_Task to carry out_
Take each line from the entries that holds "ProviderError" and copy it out.

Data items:

-=-=-=-=-

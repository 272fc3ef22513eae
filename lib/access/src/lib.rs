//! Authorization policy for the portcullis authenticating proxy.
//!
//! This crate provides:
//! - [`Validator`]: decides whether a resolved email may pass
//! - [`HtpasswdStore`]: verifies basic-auth and sign-in form credentials
//!
//! Both are loaded once at startup and read-only afterwards.
//!
//! # Example
//!
//! ```
//! use portcullis_access::Validator;
//!
//! let validator = Validator::builder()
//!     .domains(["example.com".to_string()])
//!     .build();
//!
//! assert!(validator.is_authorized("alice@Example.com"));
//! assert!(!validator.is_authorized("mallory@evil.test"));
//! ```

pub mod error;
pub mod htpasswd;
pub mod validator;

pub use error::AccessError;
pub use htpasswd::HtpasswdStore;
pub use validator::{Validator, ValidatorBuilder, load_emails};
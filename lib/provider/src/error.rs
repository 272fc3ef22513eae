//! Provider error types.

use std::fmt;

/// Errors from identity provider operations.
///
/// Every variant is a failure to establish or confirm an identity; callers
/// treat all of them as a denial.
#[derive(Debug, Clone, PartialEq, Eq)]
pub enum ProviderError {
    /// The provider descriptor or transport is invalid.
    Configuration {
        /// Error details.
        details: String,
    },
    /// The authorization code could not be redeemed for a token.
    RedeemFailed {
        /// Error details.
        details: String,
    },
    /// The access token could not be resolved to an identity.
    ProfileUnavailable {
        /// Error details.
        details: String,
    },
    /// A delegated authorization check could not be completed.
    AuthorizeFailed {
        /// Error details.
        details: String,
    },
    /// The refresh token could not be exchanged for a new access token.
    RefreshFailed {
        /// Error details.
        details: String,
    },
}

impl ProviderError {
    pub(crate) fn configuration(details: impl fmt::Display) -> Self {
        Self::Configuration {
            details: details.to_string(),
        }
    }

    pub(crate) fn redeem(details: impl fmt::Display) -> Self {
        Self::RedeemFailed {
            details: details.to_string(),
        }
    }

    pub(crate) fn profile(details: impl fmt::Display) -> Self {
        Self::ProfileUnavailable {
            details: details.to_string(),
        }
    }

    pub(crate) fn authorize(details: impl fmt::Display) -> Self {
        Self::AuthorizeFailed {
            details: details.to_string(),
        }
    }

    pub(crate) fn refresh(details: impl fmt::Display) -> Self {
        Self::RefreshFailed {
            details: details.to_string(),
        }
    }
}

impl fmt::Display for ProviderError {
    fn fmt(&self, f: &mut fmt::Formatter<'_>) -> fmt::Result {
        match self {
            Self::Configuration { details } => {
                write!(f, "invalid provider configuration: {details}")
            }
            Self::RedeemFailed { details } => {
                write!(f, "failed to redeem authorization code: {details}")
            }
            Self::ProfileUnavailable { details } => {
                write!(f, "failed to resolve identity: {details}")
            }
            Self::AuthorizeFailed { details } => {
                write!(f, "authorization check failed: {details}")
            }
            Self::RefreshFailed { details } => {
                write!(f, "failed to refresh access token: {details}")
            }
        }
    }
}

impl std::error::Error for ProviderError {}

#[cfg(test)]
mod tests {
    use super::*;

    #[test]
    fn redeem_failed_display() {
        let err = ProviderError::redeem("status 400");
        assert!(err.to_string().contains("redeem"));
        assert!(err.to_string().contains("status 400"));
    }

    #[test]
    fn variants_are_distinguishable() {
        assert_ne!(
            ProviderError::profile("x").to_string(),
            ProviderError::authorize("x").to_string()
        );
        assert!(matches!(
            ProviderError::refresh("gone"),
            ProviderError::RefreshFailed { .. }
        ));
    }
}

-=-=-=-=-

_Task answer_
pub enum ProviderError {
impl ProviderError {
impl fmt::Display for ProviderError {
impl std::error::Error for ProviderError {}
        let err = ProviderError::redeem("status 400");
            ProviderError::profile("x").to_string(),
            ProviderError::authorize("x").to_string()
            ProviderError::refresh("gone"),
            ProviderError::RefreshFailed { .. }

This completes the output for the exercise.